■ About this exercise ■
Write out every entry below word for word, leaving nothing out.

Saved entries
····················

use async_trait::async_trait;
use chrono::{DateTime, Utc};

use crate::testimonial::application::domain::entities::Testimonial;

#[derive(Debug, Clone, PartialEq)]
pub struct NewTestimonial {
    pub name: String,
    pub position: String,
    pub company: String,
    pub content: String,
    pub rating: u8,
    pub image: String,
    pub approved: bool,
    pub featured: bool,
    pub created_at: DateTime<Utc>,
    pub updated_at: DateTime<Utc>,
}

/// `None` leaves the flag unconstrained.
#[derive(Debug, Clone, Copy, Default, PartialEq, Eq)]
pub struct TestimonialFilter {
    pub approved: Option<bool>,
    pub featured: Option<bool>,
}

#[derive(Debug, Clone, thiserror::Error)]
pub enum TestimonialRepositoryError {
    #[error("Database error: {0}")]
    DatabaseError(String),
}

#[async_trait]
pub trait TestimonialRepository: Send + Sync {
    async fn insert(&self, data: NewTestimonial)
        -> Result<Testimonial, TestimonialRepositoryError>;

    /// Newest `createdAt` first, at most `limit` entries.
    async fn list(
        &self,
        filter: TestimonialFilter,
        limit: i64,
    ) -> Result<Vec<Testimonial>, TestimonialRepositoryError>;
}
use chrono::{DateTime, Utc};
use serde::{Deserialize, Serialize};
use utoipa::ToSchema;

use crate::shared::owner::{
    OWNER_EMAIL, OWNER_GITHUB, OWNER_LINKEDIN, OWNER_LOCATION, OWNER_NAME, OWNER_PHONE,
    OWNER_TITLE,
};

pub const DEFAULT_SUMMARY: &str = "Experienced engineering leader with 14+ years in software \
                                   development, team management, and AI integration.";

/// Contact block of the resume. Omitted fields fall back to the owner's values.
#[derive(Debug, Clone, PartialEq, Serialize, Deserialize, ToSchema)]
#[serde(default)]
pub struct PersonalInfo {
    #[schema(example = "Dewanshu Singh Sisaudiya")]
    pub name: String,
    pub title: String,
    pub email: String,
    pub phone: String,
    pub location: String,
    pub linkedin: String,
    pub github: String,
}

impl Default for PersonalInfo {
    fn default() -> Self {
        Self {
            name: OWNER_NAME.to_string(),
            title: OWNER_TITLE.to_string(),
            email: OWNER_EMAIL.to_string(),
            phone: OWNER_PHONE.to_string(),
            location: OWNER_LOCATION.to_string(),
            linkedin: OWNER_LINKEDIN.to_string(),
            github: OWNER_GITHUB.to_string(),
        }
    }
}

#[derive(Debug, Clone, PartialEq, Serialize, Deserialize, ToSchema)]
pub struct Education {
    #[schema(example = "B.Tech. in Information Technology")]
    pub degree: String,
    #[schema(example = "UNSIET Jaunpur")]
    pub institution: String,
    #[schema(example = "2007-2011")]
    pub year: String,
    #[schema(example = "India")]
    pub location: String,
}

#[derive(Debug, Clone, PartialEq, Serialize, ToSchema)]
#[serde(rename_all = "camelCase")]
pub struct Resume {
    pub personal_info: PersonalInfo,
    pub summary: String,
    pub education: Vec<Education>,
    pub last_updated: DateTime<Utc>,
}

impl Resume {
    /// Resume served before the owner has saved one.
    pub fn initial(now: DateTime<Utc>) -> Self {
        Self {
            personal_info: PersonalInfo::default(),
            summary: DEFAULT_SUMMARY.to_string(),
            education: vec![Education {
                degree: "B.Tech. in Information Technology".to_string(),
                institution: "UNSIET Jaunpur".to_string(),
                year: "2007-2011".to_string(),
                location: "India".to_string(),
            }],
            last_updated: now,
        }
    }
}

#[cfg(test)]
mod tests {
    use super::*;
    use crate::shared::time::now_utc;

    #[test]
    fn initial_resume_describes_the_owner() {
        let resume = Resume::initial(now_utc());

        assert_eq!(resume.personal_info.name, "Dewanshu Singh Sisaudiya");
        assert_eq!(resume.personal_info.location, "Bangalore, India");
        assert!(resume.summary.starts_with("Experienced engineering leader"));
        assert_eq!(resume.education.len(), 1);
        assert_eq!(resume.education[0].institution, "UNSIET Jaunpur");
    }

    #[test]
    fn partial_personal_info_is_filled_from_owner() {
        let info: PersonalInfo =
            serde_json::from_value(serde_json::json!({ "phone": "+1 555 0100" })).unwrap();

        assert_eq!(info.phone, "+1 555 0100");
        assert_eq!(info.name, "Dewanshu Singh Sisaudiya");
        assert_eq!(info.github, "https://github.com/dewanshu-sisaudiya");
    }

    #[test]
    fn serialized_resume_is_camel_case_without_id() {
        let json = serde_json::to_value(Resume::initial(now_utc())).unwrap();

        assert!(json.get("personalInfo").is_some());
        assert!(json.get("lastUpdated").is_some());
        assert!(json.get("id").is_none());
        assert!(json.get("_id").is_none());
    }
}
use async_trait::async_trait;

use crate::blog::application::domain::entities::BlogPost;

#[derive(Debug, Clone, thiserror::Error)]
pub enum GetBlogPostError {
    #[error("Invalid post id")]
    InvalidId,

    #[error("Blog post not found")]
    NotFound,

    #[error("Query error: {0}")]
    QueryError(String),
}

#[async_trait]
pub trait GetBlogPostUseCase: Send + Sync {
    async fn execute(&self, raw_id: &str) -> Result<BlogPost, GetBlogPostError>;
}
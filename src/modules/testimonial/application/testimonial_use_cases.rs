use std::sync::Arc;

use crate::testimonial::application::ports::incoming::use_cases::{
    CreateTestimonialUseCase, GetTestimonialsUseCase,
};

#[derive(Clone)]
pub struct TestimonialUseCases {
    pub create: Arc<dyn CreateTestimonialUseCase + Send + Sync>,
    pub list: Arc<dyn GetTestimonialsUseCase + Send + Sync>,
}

····················

■ Reply to the exercise ■
use async_trait::async_trait;
use chrono::{DateTime, Utc};

use crate::testimonial::application::domain::entities::Testimonial;

#[derive(Debug, Clone, PartialEq)]
pub struct NewTestimonial {
    pub name: String,
    pub position: String,
    pub company: String,
    pub content: String,
    pub rating: u8,
    pub image: String,
    pub approved: bool,
    pub featured: bool,
    pub created_at: DateTime<Utc>,
    pub updated_at: DateTime<Utc>,
}

/// `None` leaves the flag unconstrained.
#[derive(Debug, Clone, Copy, Default, PartialEq, Eq)]
pub struct TestimonialFilter {
    pub approved: Option<bool>,
    pub featured: Option<bool>,
}

#[derive(Debug, Clone, thiserror::Error)]
pub enum TestimonialRepositoryError {
    #[error("Database error: {0}")]
    DatabaseError(String),
}

#[async_trait]
pub trait TestimonialRepository: Send + Sync {
    async fn insert(&self, data: NewTestimonial)
        -> Result<Testimonial, TestimonialRepositoryError>;

    /// Newest `createdAt` first, at most `limit` entries.
    async fn list(
        &self,
        filter: TestimonialFilter,
        limit: i64,
    ) -> Result<Vec<Testimonial>, TestimonialRepositoryError>;
}
use chrono::{DateTime, Utc};
use serde::{Deserialize, Serialize};
use utoipa::ToSchema;

use crate::shared::owner::{
    OWNER_EMAIL, OWNER_GITHUB, OWNER_LINKEDIN, OWNER_LOCATION, OWNER_NAME, OWNER_PHONE,
    OWNER_TITLE,
};

pub const DEFAULT_SUMMARY: &str = "Experienced engineering leader with 14+ years in software \
                                   development, team management, and AI integration.";

/// Contact block of the resume. Omitted fields fall back to the owner's values.
#[derive(Debug, Clone, PartialEq, Serialize, Deserialize, ToSchema)]
#[serde(default)]
pub struct PersonalInfo {
    #[schema(example = "Dewanshu Singh Sisaudiya")]
    pub name: String,
    pub title: String,
    pub email: String,
    pub phone: String,
    pub location: String,
    pub linkedin: String,
    pub github: String,
}

impl Default for PersonalInfo {
    fn default() -> Self {
        Self {
            name: OWNER_NAME.to_string(),
            title: OWNER_TITLE.to_string(),
            email: OWNER_EMAIL.to_string(),
            phone: OWNER_PHONE.to_string(),
            location: OWNER_LOCATION.to_string(),
            linkedin: OWNER_LINKEDIN.to_string(),
            github: OWNER_GITHUB.to_string(),
        }
    }
}

#[derive(Debug, Clone, PartialEq, Serialize, Deserialize, ToSchema)]
pub struct Education {
    #[schema(example = "B.Tech. in Information Technology")]
    pub degree: String,
    #[schema(example = "UNSIET Jaunpur")]
    pub institution: String,
    #[schema(example = "2007-2011")]
    pub year: String,
    #[schema(example = "India")]
    pub location: String,
}

#[derive(Debug, Clone, PartialEq, Serialize, ToSchema)]
#[serde(rename_all = "camelCase")]
pub struct Resume {
    pub personal_info: PersonalInfo,
    pub summary: String,
    pub education: Vec<Education>,
    pub last_updated: DateTime<Utc>,
}

impl Resume {
    /// Resume served before the owner has saved one.
    pub fn initial(now: DateTime<Utc>) -> Self {
        Self {
            personal_info: PersonalInfo::default(),
            summary: DEFAULT_SUMMARY.to_string(),
            education: vec![Education {
                degree: "B.Tech. in Information Technology".to_string(),
                institution: "UNSIET Jaunpur".to_string(),
                year: "2007-2011".to_string(),
                location: "India".to_string(),
            }],
            last_updated: now,
        }
    }
}

#[cfg(test)]
mod tests {
    use super::*;
    use crate::shared::time::now_utc;

    #[test]
    fn initial_resume_describes_the_owner() {
        let resume = Resume::initial(now_utc());

        assert_eq!(resume.personal_info.name, "Dewanshu Singh Sisaudiya");
        assert_eq!(resume.personal_info.location, "Bangalore, India");
        assert!(resume.summary.starts_with("Experienced engineering leader"));
        assert_eq!(resume.education.len(), 1);
        assert_eq!(resume.education[0].institution, "UNSIET Jaunpur");
    }

    #[test]
    fn partial_personal_info_is_filled_from_owner() {
        let info: PersonalInfo =
            serde_json::from_value(serde_json::json!({ "phone": "+1 555 0100" })).unwrap();

        assert_eq!(info.phone, "+1 555 0100");
        assert_eq!(info.name, "Dewanshu Singh Sisaudiya");
        assert_eq!(info.github, "https://github.com/dewanshu-sisaudiya");
    }

    #[test]
    fn serialized_resume_is_camel_case_without_id() {
        let json = serde_json::to_value(Resume::initial(now_utc())).unwrap();

        assert!(json.get("personalInfo").is_some());
        assert!(json.get("lastUpdated").is_some());
        assert!(json.get("id").is_none());
        assert!(json.get("_id").is_none());
    }
}
use async_trait::async_trait;

use crate::blog::application::domain::entities::BlogPost;

#[derive(Debug, Clone, thiserror::Error)]
pub enum GetBlogPostError {
    #[error("Invalid post id")]
    InvalidId,

    #[error("Blog post not found")]
    NotFound,

    #[error("Query error: {0}")]
    QueryError(String),
}

#[async_trait]
pub trait GetBlogPostUseCase: Send + Sync {
    async fn execute(&self, raw_id: &str) -> Result<BlogPost, GetBlogPostError>;
}
filename src/modules/testimonial/application/testimonial_use_cases.rs
use std::sync::Arc;

use crate::testimonial::application::ports::incoming::use_cases::{
    CreateTestimonialUseCase, GetTestimonialsUseCase,
};

#[derive(Clone)]
pub struct TestimonialUseCases {
    pub create: Arc<dyn CreateTestimonialUseCase + Send + Sync>,
    pub list: Arc<dyn GetTestimonialsUseCase + Send + Sync>,
}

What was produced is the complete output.